## Collected data

....................

impl<T> OrderedList<T> {
    /// Creates an empty list.
    pub fn new() -> Self {
        Self {
            slots: Vec::new(),
            free: Vec::new(),
            front: None,
            back: None,
            len: 0,
        }
    }

    /// Number of elements in the ring.
    pub fn len(&self) -> usize {
        self.len
    }

    /// Whether the ring is empty.
    pub fn is_empty(&self) -> bool {
        self.len == 0
    }

    /// Element at position 0.
    pub fn front(&self) -> Option<&T> {
        self.front.map(|index| &self.node(index).value)
    }

    /// Element at position `len - 1`.
    pub fn back(&self) -> Option<&T> {
        self.back.map(|index| &self.node(index).value)
    }

    /// Element at `pos`. Fails unless `pos < len`.
    pub fn get(&self, pos: usize) -> Result<&T> {
        let index = self.locate(pos)?;
        Ok(&self.node(index).value)
    }

    /// Mutable element at `pos`. Fails unless `pos < len`.
    pub fn get_mut(&mut self, pos: usize) -> Result<&mut T> {
        let index = self.locate(pos)?;
        Ok(&mut self.node_mut(index).value)
    }

    /// Handle of the node at `pos`. Fails unless `pos < len`.
    pub fn handle_at(&self, pos: usize) -> Result<Handle> {
        let index = self.locate(pos)?;
        Ok(self.handle(index))
    }

    /// Value behind a handle, whether or not the node is currently linked.
    pub fn value(&self, handle: Handle) -> Option<&T> {
        self.resolve(handle).map(|index| &self.node(index).value)
    }

    /// Mutable value behind a handle.
    pub fn value_mut(&mut self, handle: Handle) -> Option<&mut T> {
        let index = self.resolve(handle)?;
        Some(&mut self.node_mut(index).value)
    }

    /// Whether `handle` refers to a node currently linked into the ring.
    pub fn contains(&self, handle: Handle) -> bool {
        self.resolve(handle)
            .is_some_and(|index| self.node(index).linked)
    }

    /// Position of the node identified by `handle`.
    ///
    /// Scans the ring from `front` and gives up after one full
    /// revolution. Returns `None` for stale or detached handles.
    pub fn index_of(&self, handle: Handle) -> Option<usize> {
        let target = self.resolve(handle)?;
        let front = self.front?;
        let mut cursor = front;
        let mut pos = 0;
        loop {
            if cursor == target {
                return Some(pos);
            }
            cursor = self.node(cursor).next;
            if cursor == front {
                return None;
            }
            pos += 1;
        }
    }

    /// Element following the node identified by `handle`.
    ///
    /// The ring wraps, so the successor of `back` is `front`. Returns
    /// `None` for stale or detached handles.
    pub fn next_after(&self, handle: Handle) -> Option<&T> {
        let index = self
            .resolve(handle)
            .filter(|&index| self.node(index).linked)?;
        Some(&self.node(self.node(index).next).value)
    }

    /// Appends at the tail.
    pub fn push_back(&mut self, value: T) -> Handle {
        let index = self.allocate(value);
        self.link(index, self.len);
        self.handle(index)
    }

    /// Inserts `value` before the element currently at `pos`.
    ///
    /// `pos == len` appends. Fails unless `pos <= len`.
    pub fn insert(&mut self, value: T, pos: usize) -> Result<Handle> {
        if pos > self.len {
            return Err(QueueError::OutOfRange { pos, len: self.len });
        }
        let index = self.allocate(value);
        self.link(index, pos);
        Ok(self.handle(index))
    }

    /// Unlinks and returns the element at `pos`. Fails unless `pos < len`.
    pub fn remove(&mut self, pos: usize) -> Result<T> {
        let index = self.locate(pos)?;
        self.unlink(index);
        Ok(self.release(index))
    }

    /// Removes the node identified by `handle`, linked or detached.
    pub fn remove_handle(&mut self, handle: Handle) -> Result<T> {
        let index = self.resolve(handle).ok_or(QueueError::NotFound)?;
        if self.node(index).linked {
            self.unlink(index);
        }
        Ok(self.release(index))
    }

    /// Takes a node out of the ring while keeping its handle and value.
    ///
    /// A detached node is invisible to positional access and iteration
    /// until [`attach`](Self::attach) links it back.
    pub fn detach(&mut self, handle: Handle) -> Result<()> {
        let index = self
            .resolve(handle)
            .filter(|&index| self.node(index).linked)
            .ok_or(QueueError::NotFound)?;
        self.unlink(index);
        Ok(())
    }

    /// Links a detached node back in before the element at `pos`.
    pub fn attach(&mut self, handle: Handle, pos: usize) -> Result<()> {
        let index = self.resolve(handle).ok_or(QueueError::NotFound)?;
        if self.node(index).linked {
            return Err(QueueError::invalid("node is already linked"));
        }
        if pos > self.len {
            return Err(QueueError::OutOfRange { pos, len: self.len });
        }
        self.link(index, pos);
        Ok(())
    }

    /// Iterates one revolution starting at the current `front`.
    pub fn iter(&self) -> Iter<'_, T> {
        Iter {
            entries: self.entries(),
        }
    }

    /// Like [`iter`](Self::iter), paired with each node's handle.
    pub fn entries(&self) -> Entries<'_, T> {
        Entries {
            list: self,
            cursor: self.front,
            remaining: self.len,
        }
    }

    /// Checks the ring invariants.
    ///
    /// `front.prev == back`, `back.next == front`, every hop is mirrored
    /// by its reverse link, and exactly `len` linked nodes are reachable.
    pub fn is_consistent(&self) -> bool {
        let (front, back) = match (self.front, self.back) {
            (None, None) => return self.len == 0,
            (Some(front), Some(back)) => (front, back),
            _ => return false,
        };
        if self.node(front).prev != back || self.node(back).next != front {
            return false;
        }

        let mut cursor = front;
        let mut count = 0;
        loop {
            let node = self.node(cursor);
            if !node.linked || self.node(node.next).prev != cursor {
                return false;
            }
            count += 1;
            if count > self.len {
                return false;
            }
            cursor = node.next;
            if cursor == front {
                break;
            }
        }
        count == self.len
    }

    // ======================== Internals ========================

    fn handle(&self, index: usize) -> Handle {
        Handle {
            index,
            generation: self.slots[index].generation,
        }
    }

    fn resolve(&self, handle: Handle) -> Option<usize> {
        let slot = self.slots.get(handle.index)?;
        (slot.generation == handle.generation && slot.node.is_some()).then_some(handle.index)
    }

    fn node(&self, index: usize) -> &Node<T> {
        match &self.slots[index].node {
            Some(node) => node,
            None => unreachable!("ring references vacant slot {index}"),
        }
    }

    fn node_mut(&mut self, index: usize) -> &mut Node<T> {
        match &mut self.slots[index].node {
            Some(node) => node,
            None => unreachable!("ring references vacant slot {index}"),
        }
    }

    fn locate(&self, pos: usize) -> Result<usize> {
        if pos >= self.len {
            return Err(QueueError::OutOfRange { pos, len: self.len });
        }
        Ok(self.slot_index(pos))
    }

    /// Walks from whichever end is closer. `pos` must be `< len`.
    fn slot_index(&self, pos: usize) -> usize {
        let (Some(front), Some(back)) = (self.front, self.back) else {
            unreachable!("positional walk on empty ring");
        };
        if pos <= self.len / 2 {
            (0..pos).fold(front, |cursor, _| self.node(cursor).next)
        } else {
            (pos + 1..self.len).fold(back, |cursor, _| self.node(cursor).prev)
        }
    }

    fn allocate(&mut self, value: T) -> usize {
        let node = Node {
            value,
            prev: 0,
            next: 0,
            linked: false,
        };
        match self.free.pop() {
            Some(index) => {
                self.slots[index].node = Some(node);
                index
            }
            None => {
                self.slots.push(Slot {
                    generation: 0,
                    node: Some(node),
                });
                self.slots.len() - 1
            }
        }
    }

    fn release(&mut self, index: usize) -> T {
        let slot = &mut self.slots[index];
        slot.generation += 1;
        let node = match slot.node.take() {
            Some(node) => node,
            None => unreachable!("double release of slot {index}"),
        };
        self.free.push(index);
        node.value
    }

    /// Splices an unlinked node in before position `pos` (`pos <= len`).
    fn link(&mut self, index: usize, pos: usize) {
        match self.front {
            None => {
                let node = self.node_mut(index);
                node.prev = index;
                node.next = index;
                self.front = Some(index);
                self.back = Some(index);
            }
            Some(front) => {
                let succ = if pos == self.len {
                    front
                } else {
                    self.slot_index(pos)
                };
                let pred = self.node(succ).prev;
                {
                    let node = self.node_mut(index);
                    node.prev = pred;
                    node.next = succ;
                }
                self.node_mut(pred).next = index;
                self.node_mut(succ).prev = index;
                if pos == 0 {
                    self.front = Some(index);
                }
                if pos == self.len {
                    self.back = Some(index);
                }
            }
        }
        self.node_mut(index).linked = true;
        self.len += 1;
    }

    fn unlink(&mut self, index: usize) {
        let (prev, next) = {
            let node = self.node(index);
            (node.prev, node.next)
        };
        if self.len == 1 {
            self.front = None;
            self.back = None;
        } else {
            self.node_mut(prev).next = next;
            self.node_mut(next).prev = prev;
            if self.front == Some(index) {
                self.front = Some(next);
            }
            if self.back == Some(index) {
                self.back = Some(prev);
            }
        }
        self.node_mut(index).linked = false;
        self.len -= 1;
    }
}
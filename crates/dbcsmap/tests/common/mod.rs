//! Shared helpers for dbcsmap integration tests.

#![allow(dead_code)]

use std::fmt::Write;

use dbcsmap::{DbcsLayout, GenerateOptions, TableImage, compile};

/// Compile `input` with default options and parse the resulting blob.
pub fn compile_image(input: &str) -> TableImage {
    compile_image_with(input, &GenerateOptions::default())
}

/// Compile `input` with `options` and parse the resulting blob.
pub fn compile_image_with(input: &str, options: &GenerateOptions) -> TableImage {
    let (blob, _) = compile(input.as_bytes(), options).expect("compile failed");
    TableImage::parse(&blob).expect("blob does not parse")
}

/// Decode one Shift_JIS byte sequence with `encoding_rs`, if it maps to
/// exactly one character.
pub fn shift_jis_char(bytes: &[u8]) -> Option<char> {
    let text = encoding_rs::SHIFT_JIS.decode_without_bom_handling_and_without_replacement(bytes)?;
    let mut chars = text.chars();
    match (chars.next(), chars.next()) {
        (Some(ch), None) => Some(ch),
        _ => None,
    }
}

/// A full Shift_JIS mapping table in `0x.... U+.... # ...` form, derived from
/// `encoding_rs`: half-width katakana plus every decodable in-band pair.
pub fn shift_jis_table() -> String {
    let layout = DbcsLayout::SHIFT_JIS;
    let mut out = String::from("# Shift_JIS derived from encoding_rs\n");
    for byte in 0xA1..=0xDFu8 {
        if let Some(ch) = shift_jis_char(&[byte]) {
            writeln!(out, "0x{byte:02X} U+{:04X} # single", u32::from(ch)).unwrap();
        }
    }
    for lead in (layout.lead1.low..=layout.lead1.high).chain(layout.lead2.low..=layout.lead2.high) {
        for trail in layout.trail.low..=layout.trail.high {
            if let Some(ch) = shift_jis_char(&[lead, trail]) {
                writeln!(
                    out,
                    "0x{lead:02X}{trail:02X} U+{:04X} # double",
                    u32::from(ch)
                )
                .unwrap();
            }
        }
    }
    out
}
//! Binary table format reader.
//!
//! Parses a blob produced by [`encode`](crate::encode) back into lookup
//! structures. The size header is checked against the bytes actually received
//! before any section is parsed, so a truncated blob is rejected up front.

use crate::encoder::{
    HEADER_SIZE, TAG_COMPOSITE, TAG_DOUBLEBYTE1, TAG_DOUBLEBYTE2, TAG_INDEXC2B, TAG_SINGLEBYTE,
    TAG_SIZE, TAG_SUPPLEMENT,
};
use crate::error::{MapError, Result};
use crate::mapping::UNMAPPABLE;
use crate::options::{ByteRange, DbcsLayout};

/// Result of looking up a byte sequence in a compiled table.
#[derive(Debug, Clone, Copy, PartialEq, Eq)]
pub enum Lookup {
    /// No mapping.
    Unmappable,
    /// Decodes to one code point.
    Single(u32),
    /// Decodes to a two-code-point sequence.
    Pair(u32, u32),
}

#[derive(Debug, Clone, PartialEq, Eq)]
struct DenseBand {
    lead: ByteRange,
    trail: ByteRange,
    values: Vec<u32>,
}

impl DenseBand {
    fn get(&self, byte_seq: u16) -> Option<u32> {
        let [b1, b2] = byte_seq.to_be_bytes();
        if !self.lead.contains(b1) || !self.trail.contains(b2) {
            return None;
        }
        let row = usize::from(b1 - self.lead.low);
        let col = usize::from(b2 - self.trail.low);
        self.values.get(row * self.trail.len() + col).copied()
    }
}

/// A parsed table blob.
#[derive(Debug, Clone, PartialEq, Eq)]
pub struct TableImage {
    index: [bool; 256],
    single: [u32; 256],
    bands: [DenseBand; 2],
    supplement: Vec<(u16, u32)>,
    composite: Vec<(u16, u32, u32)>,
}

impl TableImage {
    /// Parse and validate a complete blob, size header included.
    ///
    /// # Errors
    ///
    /// [`MapError::InvalidTable`] if the blob is truncated, has trailing
    /// bytes, or a section tag, count or range is inconsistent.
    pub fn parse(data: &[u8]) -> Result<Self> {
        if data.len() < HEADER_SIZE {
            return Err(invalid(format!(
                "blob is {} bytes, shorter than the {HEADER_SIZE}-byte size header",
                data.len()
            )));
        }
        let mut r = ByteReader::new(data);
        r.expect_tag(TAG_SIZE, "SIZE")?;
        let declared = r.u32("SIZE")? as usize;
        if declared != r.remaining() {
            return Err(invalid(format!(
                "size header declares {declared} payload bytes, received {}",
                r.remaining()
            )));
        }

        r.expect_tag(TAG_INDEXC2B, "INDEXC2B")?;
        r.expect_u16_count(256, "INDEXC2B")?;
        let mut index = [false; 256];
        for (slot, &flag) in index.iter_mut().zip(r.take(256, "INDEXC2B")?) {
            *slot = flag != 0;
        }

        r.expect_tag(TAG_SINGLEBYTE, "SINGLEBYTE")?;
        r.expect_u16_count(256, "SINGLEBYTE")?;
        let mut single = [UNMAPPABLE; 256];
        for slot in single.iter_mut() {
            *slot = r.u32("SINGLEBYTE")?;
        }

        let first = read_band(&mut r, TAG_DOUBLEBYTE1, "DOUBLEBYTE1")?;
        let second = read_band(&mut r, TAG_DOUBLEBYTE2, "DOUBLEBYTE2")?;

        r.expect_tag(TAG_SUPPLEMENT, "SUPPLEMENT")?;
        let count = r.u32("SUPPLEMENT")? as usize;
        r.ensure(count, 6, "SUPPLEMENT")?;
        let mut supplement = Vec::with_capacity(count);
        for _ in 0..count {
            supplement.push((r.u16("SUPPLEMENT")?, r.u32("SUPPLEMENT")?));
        }

        r.expect_tag(TAG_COMPOSITE, "COMPOSITE")?;
        let count = r.u32("COMPOSITE")? as usize;
        r.ensure(count, 10, "COMPOSITE")?;
        let mut composite = Vec::with_capacity(count);
        for _ in 0..count {
            composite.push((
                r.u16("COMPOSITE")?,
                r.u32("COMPOSITE")?,
                r.u32("COMPOSITE")?,
            ));
        }

        if r.remaining() != 0 {
            return Err(invalid(format!(
                "{} trailing bytes after COMPOSITE section",
                r.remaining()
            )));
        }

        Ok(Self {
            index,
            single,
            bands: [first, second],
            supplement,
            composite,
        })
    }

    /// Decode a byte sequence (`0x00..=0xFF` single byte, otherwise a
    /// big-endian pair).
    ///
    /// Dense tables are consulted first, then the supplement and composite
    /// lists. Within a list the last entry for a byte sequence wins.
    pub fn lookup(&self, byte_seq: u16) -> Lookup {
        if let Some(code_point) = self.dense(byte_seq) {
            return Lookup::Single(code_point);
        }
        if let Some(&(_, code_point)) = self.supplement.iter().rev().find(|e| e.0 == byte_seq) {
            return Lookup::Single(code_point);
        }
        if let Some(&(_, primary, secondary)) =
            self.composite.iter().rev().find(|e| e.0 == byte_seq)
        {
            return Lookup::Pair(primary, secondary);
        }
        Lookup::Unmappable
    }

    /// Dense-table value for `byte_seq`, or `None` if the slot is unmapped or
    /// outside every band.
    pub fn dense(&self, byte_seq: u16) -> Option<u32> {
        let value = match u8::try_from(byte_seq) {
            Ok(byte) => self.single[usize::from(byte)],
            Err(_) => self
                .bands
                .iter()
                .find_map(|band| band.get(byte_seq))
                .unwrap_or(UNMAPPABLE),
        };
        (value != UNMAPPABLE).then_some(value)
    }

    /// Whether the presence index marks code-point block `high`.
    pub fn index_contains(&self, high: u8) -> bool {
        self.index[usize::from(high)]
    }

    /// Number of marked blocks in the presence index.
    pub fn index_count(&self) -> usize {
        self.index.iter().filter(|&&p| p).count()
    }

    /// Byte-range layout recorded in the double-byte section headers.
    pub fn layout(&self) -> DbcsLayout {
        DbcsLayout {
            lead1: self.bands[0].lead,
            lead2: self.bands[1].lead,
            trail: self.bands[0].trail,
        }
    }

    /// Supplement entries `(byte_seq, code_point)` in file order.
    pub fn supplement(&self) -> &[(u16, u32)] {
        &self.supplement
    }

    /// Composite entries `(byte_seq, primary, secondary)` in file order.
    pub fn composite(&self) -> &[(u16, u32, u32)] {
        &self.composite
    }
}

fn read_band(r: &mut ByteReader<'_>, tag: u16, name: &'static str) -> Result<DenseBand> {
    r.expect_tag(tag, name)?;
    let bounds = r.take(4, name)?;
    let lead = ByteRange::new(bounds[0], bounds[1]);
    let trail = ByteRange::new(bounds[2], bounds[3]);
    if lead.is_empty() || trail.is_empty() {
        return Err(invalid(format!("{name} has an inverted byte range")));
    }
    let count = r.u32(name)? as usize;
    let expected = lead.len() * trail.len();
    if count != expected {
        return Err(invalid(format!(
            "{name} declares {count} slots, its ranges span {expected}"
        )));
    }
    r.ensure(count, 4, name)?;
    let mut values = Vec::with_capacity(count);
    for _ in 0..count {
        values.push(r.u32(name)?);
    }
    Ok(DenseBand {
        lead,
        trail,
        values,
    })
}

fn invalid(msg: String) -> MapError {
    MapError::InvalidTable(msg)
}

struct ByteReader<'a> {
    data: &'a [u8],
    pos: usize,
}

impl<'a> ByteReader<'a> {
    fn new(data: &'a [u8]) -> Self {
        Self { data, pos: 0 }
    }

    fn remaining(&self) -> usize {
        self.data.len() - self.pos
    }

    fn take(&mut self, n: usize, section: &str) -> Result<&'a [u8]> {
        if self.remaining() < n {
            return Err(invalid(format!(
                "{section} truncated at offset {}: need {n} bytes, {} left",
                self.pos,
                self.remaining()
            )));
        }
        let bytes = &self.data[self.pos..self.pos + n];
        self.pos += n;
        Ok(bytes)
    }

    /// Fail early when `count` records of `width` bytes cannot fit.
    fn ensure(&self, count: usize, width: usize, section: &str) -> Result<()> {
        match count.checked_mul(width) {
            Some(n) if n <= self.remaining() => Ok(()),
            _ => Err(invalid(format!(
                "{section} declares {count} entries, only {} bytes left",
                self.remaining()
            ))),
        }
    }

    fn u16(&mut self, section: &str) -> Result<u16> {
        let b = self.take(2, section)?;
        Ok(u16::from_be_bytes([b[0], b[1]]))
    }

    fn u32(&mut self, section: &str) -> Result<u32> {
        let b = self.take(4, section)?;
        Ok(u32::from_be_bytes([b[0], b[1], b[2], b[3]]))
    }

    fn expect_tag(&mut self, tag: u16, section: &str) -> Result<()> {
        let at = self.pos;
        let found = self.u16(section)?;
        if found != tag {
            return Err(invalid(format!(
                "expected {section} tag {tag} at offset {at}, found {found}"
            )));
        }
        Ok(())
    }

    fn expect_u16_count(&mut self, count: u16, section: &str) -> Result<()> {
        let found = self.u16(section)?;
        if found != count {
            return Err(invalid(format!(
                "{section} declares {found} slots, expected {count}"
            )));
        }
        Ok(())
    }
}
//! Generation options: byte-range layout and error policies.
//!
//! [`GenerateOptions::default()`] reproduces the Shift_JIS / JIS X 0213 layout
//! with strict error handling. Callers that compile other double-byte tables
//! supply their own [`DbcsLayout`].

use crate::error::{MapError, Result};

/// An inclusive range of byte values.
#[derive(Debug, Clone, Copy, PartialEq, Eq)]
pub struct ByteRange {
    /// Lowest byte in the range.
    pub low: u8,
    /// Highest byte in the range.
    pub high: u8,
}

impl ByteRange {
    /// Create a range covering `low..=high`.
    pub const fn new(low: u8, high: u8) -> Self {
        Self { low, high }
    }

    /// Whether `byte` falls inside the range.
    pub fn contains(&self, byte: u8) -> bool {
        (self.low..=self.high).contains(&byte)
    }

    /// Number of byte values in the range.
    pub fn len(&self) -> usize {
        (usize::from(self.high) + 1).saturating_sub(usize::from(self.low))
    }

    /// True only for an inverted range.
    pub fn is_empty(&self) -> bool {
        self.high < self.low
    }

    fn overlaps(&self, other: &ByteRange) -> bool {
        self.low <= other.high && other.low <= self.high
    }
}

/// Identifies one of the two lead-byte bands.
#[derive(Debug, Clone, Copy, PartialEq, Eq)]
pub enum Band {
    /// First lead-byte band (`DOUBLEBYTE1` section).
    First,
    /// Second lead-byte band (`DOUBLEBYTE2` section).
    Second,
}

/// Lead- and trail-byte ranges of a two-band double-byte charset.
#[derive(Debug, Clone, Copy, PartialEq, Eq)]
pub struct DbcsLayout {
    /// Lead bytes of the first band.
    pub lead1: ByteRange,
    /// Lead bytes of the second band.
    pub lead2: ByteRange,
    /// Trail bytes, shared by both bands.
    pub trail: ByteRange,
}

impl DbcsLayout {
    /// Shift_JIS (and JIS X 0213 plane mapping) layout.
    pub const SHIFT_JIS: DbcsLayout = DbcsLayout {
        lead1: ByteRange::new(0x81, 0x9F),
        lead2: ByteRange::new(0xE0, 0xFC),
        trail: ByteRange::new(0x40, 0xFE),
    };

    /// Check that every range is ordered and the lead bands are disjoint.
    pub fn validate(&self) -> Result<()> {
        for (name, range) in [
            ("lead1", self.lead1),
            ("lead2", self.lead2),
            ("trail", self.trail),
        ] {
            if range.is_empty() {
                return Err(MapError::InvalidLayout(format!(
                    "{name} range {:#04X}..={:#04X} is inverted",
                    range.low, range.high
                )));
            }
        }
        if self.lead1.overlaps(&self.lead2) {
            return Err(MapError::InvalidLayout(format!(
                "lead bands {:#04X}..={:#04X} and {:#04X}..={:#04X} overlap",
                self.lead1.low, self.lead1.high, self.lead2.low, self.lead2.high
            )));
        }
        Ok(())
    }

    /// Lead-byte range of `band`.
    pub fn lead(&self, band: Band) -> ByteRange {
        match band {
            Band::First => self.lead1,
            Band::Second => self.lead2,
        }
    }

    /// The band a two-byte sequence belongs to, or `None` if its lead or
    /// trail byte is outside every configured range.
    pub fn band_of(&self, byte_seq: u16) -> Option<Band> {
        let [lead, trail] = byte_seq.to_be_bytes();
        if !self.trail.contains(trail) {
            return None;
        }
        if self.lead1.contains(lead) {
            Some(Band::First)
        } else if self.lead2.contains(lead) {
            Some(Band::Second)
        } else {
            None
        }
    }

    /// Number of dense slots in one band's section.
    pub fn band_slots(&self, band: Band) -> usize {
        self.lead(band).len() * self.trail.len()
    }
}

impl Default for DbcsLayout {
    fn default() -> Self {
        Self::SHIFT_JIS
    }
}

/// What to do with a double-byte record outside every band.
#[derive(Debug, Clone, Copy, Default, PartialEq, Eq)]
pub enum OutOfBandPolicy {
    /// Drop the record and log a warning.
    #[default]
    Ignore,
    /// Fail with [`MapError::OutOfBand`].
    Reject,
}

/// What to do with a data line that does not match the record grammar.
#[derive(Debug, Clone, Copy, Default, PartialEq, Eq)]
pub enum MalformedPolicy {
    /// Fail the run with [`MapError::MalformedRecord`].
    #[default]
    Abort,
    /// Skip the line and log a warning.
    Skip,
}

/// Options for a table generation run.
#[derive(Debug, Clone, Default, PartialEq, Eq)]
pub struct GenerateOptions {
    /// Byte-range layout of the target charset.
    pub layout: DbcsLayout,
    /// Handling of double-byte records outside the layout.
    pub out_of_band: OutOfBandPolicy,
    /// Handling of malformed data lines.
    pub malformed: MalformedPolicy,
}

#[cfg(test)]
mod tests {
    use super::*;

    // --- ByteRange ---

    #[test]
    fn range_contains_both_ends() {
        let r = ByteRange::new(0x81, 0x9F);
        assert!(r.contains(0x81));
        assert!(r.contains(0x9F));
        assert!(!r.contains(0x80));
        assert!(!r.contains(0xA0));
        assert_eq!(r.len(), 31);
    }

    #[test]
    fn full_byte_range_len() {
        assert_eq!(ByteRange::new(0x00, 0xFF).len(), 256);
    }

    // --- DbcsLayout ---

    #[test]
    fn shift_jis_is_default_and_valid() {
        let layout = DbcsLayout::default();
        assert_eq!(layout, DbcsLayout::SHIFT_JIS);
        assert!(layout.validate().is_ok());
        assert_eq!(layout.band_slots(Band::First), 31 * 191);
        assert_eq!(layout.band_slots(Band::Second), 29 * 191);
    }

    #[test]
    fn band_of_boundaries() {
        let layout = DbcsLayout::SHIFT_JIS;
        assert_eq!(layout.band_of(0x8140), Some(Band::First));
        assert_eq!(layout.band_of(0x9FFE), Some(Band::First));
        assert_eq!(layout.band_of(0xE040), Some(Band::Second));
        assert_eq!(layout.band_of(0xFCFE), Some(Band::Second));
    }

    #[test]
    fn band_of_rejects_outside_bytes() {
        let layout = DbcsLayout::SHIFT_JIS;
        assert_eq!(layout.band_of(0x8040), None);
        assert_eq!(layout.band_of(0xA040), None);
        assert_eq!(layout.band_of(0xDF40), None);
        assert_eq!(layout.band_of(0xFD40), None);
        assert_eq!(layout.band_of(0x813F), None);
        assert_eq!(layout.band_of(0x81FF), None);
    }

    #[test]
    fn inverted_range_is_invalid() {
        let layout = DbcsLayout {
            trail: ByteRange::new(0xFE, 0x40),
            ..DbcsLayout::SHIFT_JIS
        };
        let err = layout.validate().unwrap_err();
        assert!(err.to_string().contains("trail"));
    }

    #[test]
    fn overlapping_lead_bands_are_invalid() {
        let layout = DbcsLayout {
            lead2: ByteRange::new(0x9F, 0xFC),
            ..DbcsLayout::SHIFT_JIS
        };
        assert!(matches!(layout.validate(), Err(MapError::InvalidLayout(_))));
    }

    // --- GenerateOptions ---

    #[test]
    fn default_options_are_strict_about_syntax() {
        let opts = GenerateOptions::default();
        assert_eq!(opts.malformed, MalformedPolicy::Abort);
        assert_eq!(opts.out_of_band, OutOfBandPolicy::Ignore);
        assert_eq!(opts.layout, DbcsLayout::SHIFT_JIS);
    }
}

....................

## Aim of the exercise
Look above for the line holding "if self.back == Some(index)" and the line holding "if it maps to", then output exactly those two lines and every line between them, nothing more.

## Result for this task
            if self.back == Some(index) {
                self.back = Some(prev);
            }
        }
        self.node_mut(index).linked = false;
        self.len -= 1;
    }
}
filename crates/dbcsmap/tests/common/mod.rs
//! Shared helpers for dbcsmap integration tests.

#![allow(dead_code)]

use std::fmt::Write;

use dbcsmap::{DbcsLayout, GenerateOptions, TableImage, compile};

/// Compile `input` with default options and parse the resulting blob.
pub fn compile_image(input: &str) -> TableImage {
    compile_image_with(input, &GenerateOptions::default())
}

/// Compile `input` with `options` and parse the resulting blob.
pub fn compile_image_with(input: &str, options: &GenerateOptions) -> TableImage {
    let (blob, _) = compile(input.as_bytes(), options).expect("compile failed");
    TableImage::parse(&blob).expect("blob does not parse")
}

/// Decode one Shift_JIS byte sequence with `encoding_rs`, if it maps to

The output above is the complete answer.